18. Skeletal Systems • The vertebrate skeleton provides support and protection for the body, and is capable of movement with the help of joints. • Bones are connected by joints that allow a range of movements. • The human body has 206 bones which work together with more than 600 muscles to provide movement for the body.

19. Skeletal Systems • The appendicular skeleton is one of the two main anatomical categories of bones, consisting of the bones of the shoulder and pelvic girdles, the bones of the upper extremities, and the bones of the lower extremities. • The axial skeleton is the other main categories of bones, consisting of the bones that form the body’s upright axis – the skull, the vertebral column, the ribs, and the sternum.

20. Figure 47.12 The Human Endoskeleton

21. Skeletal Systems • Cartilage is connective tissue with an extracellular matrix of a rubbery mix of collagen and polysaccharide, which gives strength and resiliency. • It is found in joints and in stiff but flexible structures such as the nose and ear. • The embryonic skeleton of vertebrates is primarily cartilage, which is gradually replaced by bone during development. • Bone is mostly extracellular matrix material of collagen fibers and crystals of calcium phosphate, which makes bone hard and rigid.

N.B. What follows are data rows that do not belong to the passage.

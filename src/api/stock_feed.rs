//! WebSocket stock feed.
//!
//! Subscribers receive a JSON event after every ledger mutation:
//! `{"medicine_id": "...", "movement_type": "stock_out", "quantity": 5,
//!   "current_stock": 65, "at": "..."}`. Delivery is best-effort — the
//! ledger commits regardless of subscriber state, and a lagging subscriber
//! simply skips ahead.

use axum::extract::ws::{Message, WebSocket, WebSocketUpgrade};
use axum::extract::State;
use axum::response::IntoResponse;
use axum::Extension;
use chrono::{DateTime, Utc};
use futures_util::{SinkExt, StreamExt};
use serde::{Deserialize, Serialize};
use tokio::sync::broadcast::error::RecvError;
use uuid::Uuid;

use crate::api::types::ApiContext;
use crate::models::enums::MovementType;
use crate::scope::ScopeDescriptor;

/// One ledger mutation, as seen by feed subscribers.
#[derive(Debug, Clone, Serialize, Deserialize)]
pub struct StockEvent {
    pub medicine_id: Uuid,
    pub movement_type: MovementType,
    pub quantity: i64,
    pub current_stock: i64,
    pub at: DateTime<Utc>,
}

impl StockEvent {
    pub fn new(medicine_id: Uuid, movement_type: MovementType, quantity: i64, balance: i64) -> Self {
        Self {
            medicine_id,
            movement_type,
            quantity,
            current_stock: balance,
            at: Utc::now(),
        }
    }
}

/// `GET /api/v1/ws/stock` — upgrade to the stock feed. Requires a valid
/// bearer session (the auth middleware runs before the upgrade).
pub async fn ws_upgrade(
    ws: WebSocketUpgrade,
    State(ctx): State<ApiContext>,
    Extension(scope): Extension<ScopeDescriptor>,
) -> impl IntoResponse {
    tracing::info!(user_id = %scope.user_id, "stock feed subscriber connected");
    let rx = ctx.stock_tx.subscribe();
    ws.on_upgrade(move |socket| run_feed(socket, rx))
}

async fn run_feed(socket: WebSocket, mut rx: tokio::sync::broadcast::Receiver<StockEvent>) {
    let (mut sink, mut stream) = socket.split();

    loop {
        tokio::select! {
            event = rx.recv() => {
                let event = match event {
                    Ok(event) => event,
                    // Skipped events are acceptable; only a closed channel ends the feed
                    Err(RecvError::Lagged(skipped)) => {
                        tracing::debug!(skipped, "stock feed subscriber lagged");
                        continue;
                    }
                    Err(RecvError::Closed) => break,
                };
                let Ok(text) = serde_json::to_string(&event) else {
                    continue;
                };
                if sink.send(Message::Text(text)).await.is_err() {
                    break;
                }
            }
            incoming = stream.next() => {
                match incoming {
                    Some(Ok(Message::Close(_))) | Some(Err(_)) | None => break,
                    // The feed is one-way; everything else is ignored
                    Some(Ok(_)) => {}
                }
            }
        }
    }

    tracing::debug!("stock feed subscriber disconnected");
}
//! Treatment endpoints. Treatments are append-oriented: created by the
//! treating vet, listed, never edited.

use axum::extract::{Path, State};
use axum::{Extension, Json};
use chrono::{NaiveDate, Utc};
use serde::Deserialize;
use uuid::Uuid;

use crate::api::error::ApiError;
use crate::api::types::ApiContext;
use crate::db::repository;
use crate::models::Treatment;
use crate::scope::ScopeDescriptor;

#[derive(Deserialize)]
pub struct CreateTreatmentRequest {
    pub patient_id: Uuid,
    pub treatment_date: NaiveDate,
    pub diagnosis: String,
    pub notes: Option<String>,
    pub medicines: Option<String>,
}

/// `POST /api/v1/treatments` — record an intervention on a patient the
/// caller owns.
pub async fn create(
    State(ctx): State<ApiContext>,
    Extension(scope): Extension<ScopeDescriptor>,
    Json(req): Json<CreateTreatmentRequest>,
) -> Result<Json<Treatment>, ApiError> {
    if req.diagnosis.trim().is_empty() {
        return Err(ApiError::BadRequest("diagnosis is required".into()));
    }

    let conn = ctx.open_db()?;
    let patient = repository::get_patient(&conn, &req.patient_id)?
        .ok_or_else(|| ApiError::NotFound(format!("patient {} not found", req.patient_id)))?;
    if !scope.owns(&patient.veterinarian_id) {
        return Err(ApiError::Forbidden(
            "only the patient's vet may record treatments".into(),
        ));
    }

    let treatment = Treatment {
        id: Uuid::new_v4(),
        patient_id: req.patient_id,
        veterinarian_id: scope.user_id,
        treatment_date: req.treatment_date,
        diagnosis: req.diagnosis,
        notes: req.notes,
        medicines: req.medicines,
        created_at: Utc::now(),
    };
    repository::insert_treatment(&conn, &treatment)?;
    Ok(Json(treatment))
}

/// `GET /api/v1/treatments` — the caller's own treatment records.
pub async fn list_mine(
    State(ctx): State<ApiContext>,
    Extension(scope): Extension<ScopeDescriptor>,
) -> Result<Json<Vec<Treatment>>, ApiError> {
    let conn = ctx.open_db()?;
    Ok(Json(repository::list_treatments_by_vet(&conn, &scope.user_id)?))
}

/// `GET /api/v1/treatments/patient/:patient_id` — a patient's history, for
/// the owner or a reviewer covering its geography.
pub async fn list_for_patient(
    State(ctx): State<ApiContext>,
    Extension(scope): Extension<ScopeDescriptor>,
    Path(patient_id): Path<Uuid>,
) -> Result<Json<Vec<Treatment>>, ApiError> {
    let conn = ctx.open_db()?;
    let patient = repository::get_patient(&conn, &patient_id)?
        .ok_or_else(|| ApiError::NotFound(format!("patient {patient_id} not found")))?;
    if !scope.owns(&patient.veterinarian_id)
        && !scope.can_view_sector(&patient.sector)
        && !scope.can_view_district(&patient.district)
    {
        return Err(ApiError::Forbidden("no scope over this patient".into()));
    }
    Ok(Json(repository::list_treatments_by_patient(&conn, &patient_id)?))
}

22. Figure 47.14 The Growth of Long Bones

23. Skeletal Systems • A joint is where two bones meet. The human skeleton has several types of joints. • Movement around joints is accomplished by antagonistic muscle pairs—one contracting, the other relaxing. • One muscle is the flexor (bends the joint) and the other is the extensor (straightens the joint). • Bones at a joint are held together by ligaments, flexible bands of tough, fibrous tissue that connects and supports bones. • Straps of connective tissue called tendons attach the muscles to bones.

24. Figure 47.16 Joints, Ligaments, and Tendons

25. Skeletal Systems • The vertebra is any of the 33 bones of the spinal column • Includes the 7 cervical, 12 thoracic, 5 lumbar, 5 sacral, and 4 coccygeal vertebrae. • The sacral and coccygeal vertebrae normally fuse to become 2 bones, the coccyx and the sacrum. • Thus, in an adult, the spine usually consists of 26 vertebrae.